A criticism sometimes levelled at board games in comparison to video games and their tabletop cousin, the pen-and-paper RPG, is that they lack variety. It’s only natural – with the people around the table handling the rules and pieces in place of code or the limitless human imagination, keeping the possibilities short enough to fit on a player reference card is necessary to avoid turning game night into six hours of administrative work.
This means many board games specialise in doing one or two things, and how well you perform them round after round becomes the grading factor for your final score. Pandemic? Move and remove cubes. Catan? Trade and build. Literally any dungeon-crawler? Move X squares, roll Y dice. There are some exceptions, but these tend to edge back into that foreboding territory of “two hours to learn, 12 hours to play” – your Twilight Imperiums, Campaign for North Africas, Game of Thrones: The Board Gameses. Few board games find the sweet spot between breadth and depth.
Through the saloon doors steps Western Legends, spurs jangling and hat tilted at a confident – but not cocksure – angle. Released in 2018 by designer Hervé Lemaître and publisher Kolossal Games, Western Legends is an open-world board game set in the American Wild West. Cowpoke-themed games are two-a-penny – efforts range from the train-robbing of Colt Express to the disc-flicking shootouts of Flick ’em Up – but Western Legends stands out for its ambitious, and largely successful, attempt to create a true, all-encompassing Wild West sandbox on the tabletop. A Jack Marston of all trades, if you will.
That Red Dead Redemption comparison is particularly apt, because Western Legends is easily the closest board game equivalent to Rockstar’s sweeping heists-and-hijinks sim the tabletop has to offer. Players are free to travel around the game’s map, engaging in whatever activities they feel partial to at any particular moment. You might be prospecting for gold nuggets one turn, kicking back at the local cabaret or stocking up at the town store the next. Almost every action earns ‘legendary points’, so whether you decide to make it as an infamous cattle rustler or poker player is largely up to you.
The open world is underpinned by a simple but effective morality system, which can see players on the side of the sheriff chase down fugitives who’ve earned a bounty on their head by duelling or robbing banks. Breaking the law and advancing up the wanted track has the benefit of a continuous payoff of LP earned every turn that you remain on the run, while chasing down outlaws brings significant score bonuses on the marshal track at the end of the game, making both paths equally viable in terms of reward – if not morals – to pursue. There’s enough space in Western Legends’ world for players to head off and pursue their own ends if they want to, or interact more directly without feeling pressured into constant shootouts.
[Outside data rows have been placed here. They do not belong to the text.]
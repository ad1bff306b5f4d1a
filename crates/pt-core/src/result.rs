//! Match accumulator and handler context.

use std::collections::HashMap;

use crate::segment::{ParametricSegment, SegmentValue};

// =============================================================================
// Match Result
// =============================================================================

/// Data collected while walking the tree for one request.
///
/// Integer and string parameters live in separate namespaces, so the same
/// name may appear in both.
#[derive(Debug, Clone, Default, PartialEq, Eq)]
pub struct MatchResult {
    integers: HashMap<String, i64>,
    strings: HashMap<String, String>,
    wildcard: Vec<String>,
}

impl MatchResult {
    pub fn new() -> Self {
        Self::default()
    }

    /// Parse `raw` with `segment` and store the value under its name.
    ///
    /// Returns false and stores nothing if the segment rejects the value. The
    /// caller must then abandon the whole match attempt.
    pub fn add_parametric_segment(&mut self, segment: &dyn ParametricSegment, raw: &str) -> bool {
        match segment.parse(raw) {
            Some(SegmentValue::Integer(value)) => {
                self.add_integer(segment.param_name(), value);
                true
            }
            Some(SegmentValue::String(value)) => {
                self.add_string(segment.param_name(), value);
                true
            }
            None => false,
        }
    }

    pub fn add_integer(&mut self, name: &str, value: i64) {
        self.integers.insert(name.to_string(), value);
    }

    pub fn add_string(&mut self, name: &str, value: impl Into<String>) {
        self.strings.insert(name.to_string(), value.into());
    }

    pub fn add_wildcard_segment(&mut self, value: impl Into<String>) {
        self.wildcard.push(value.into());
    }

    pub fn integer(&self, name: &str) -> Option<i64> {
        self.integers.get(name).copied()
    }

    pub fn string(&self, name: &str) -> Option<&str> {
        self.strings.get(name).map(String::as_str)
    }

    pub fn wildcard(&self) -> &[String] {
        &self.wildcard
    }

    pub fn integers(&self) -> &HashMap<String, i64> {
        &self.integers
    }

    pub fn strings(&self) -> &HashMap<String, String> {
        &self.strings
    }
}

// =============================================================================
// Route Match
// =============================================================================

/// The value passed to a handler when its route matches.
///
/// Call the getter for the type the route declared: a parameter built with a
/// number segment is only visible through [`RouteMatch::integer`].
#[derive(Debug)]
pub struct RouteMatch<'a, R: ?Sized> {
    request: &'a R,
    result: &'a MatchResult,
}

impl<'a, R: ?Sized> RouteMatch<'a, R> {
    pub fn new(request: &'a R, result: &'a MatchResult) -> Self {
        Self { request, result }
    }

    /// The raw request used for matching.
    pub fn request(&self) -> &'a R {
        self.request
    }

    pub fn integer(&self, name: &str) -> Option<i64> {
        self.result.integer(name)
    }

    pub fn string(&self, name: &str) -> Option<&'a str> {
        self.result.string(name)
    }

    /// Segments consumed by a wildcard, in request order.
    pub fn wildcard(&self) -> &'a [String] {
        self.result.wildcard()
    }

    pub fn result(&self) -> &'a MatchResult {
        self.result
    }
}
The ample freedom handed to players allows for some entertaining remixing of Wild West legends, too. The playable characters in the game include the likes of real-life figures such as Billy the Kid, Bass Reeves and Annie Oakley, who come with their own unique talents and objectives, but can be freely led away from their historical place as hero or villain by players’ decisions. This does mean the narrative elements baked into the game’s cards and flavour text are a little more generic than some may prefer, but they’re more than made up for by the emergent stories that spring up between players as they (cow)poke around the corners of the world.
Despite the wide array of pursuits at players’ fingertips, Western Legends stays at a gallop throughout the 90 minutes or so it takes to play. Spurring it on is the clever use of a single deck of cards for performing special actions, resolving combat and gaining other bonus effects. It’s a delightful thematic touch that also keeps things simple enough – plus, it means you can actually play poker at the local saloon, albeit simplified to just the three-card flop. Other activities are similarly stripped to the basics, but still manage to offer enough variety for the reasonable length: you roll dice to prospect – before needing to transport the gold safely to a bank to cash in – collect tokens to herd or rustle cattle, and spend your hard-earned dollars at the store to gain items that further boost your abilities each turn.
Western Legends is a board game that excels in terms of breadth. Its dusty horizons feel far wider than the edges of its cardboard territory, stretching out in players’ minds as they knock back another glass of whiskey to soothe their wounds or squint their eyes into a Leone glare while loosing off an Ace. While it may not be as deep as it is broad, it offers a delightful and diverse celebration of the western genre with none of the hard work – and you can almost play it in the time it takes to clean your guns in Red Dead Redemption 2. Not a bad trade-off, I’d say.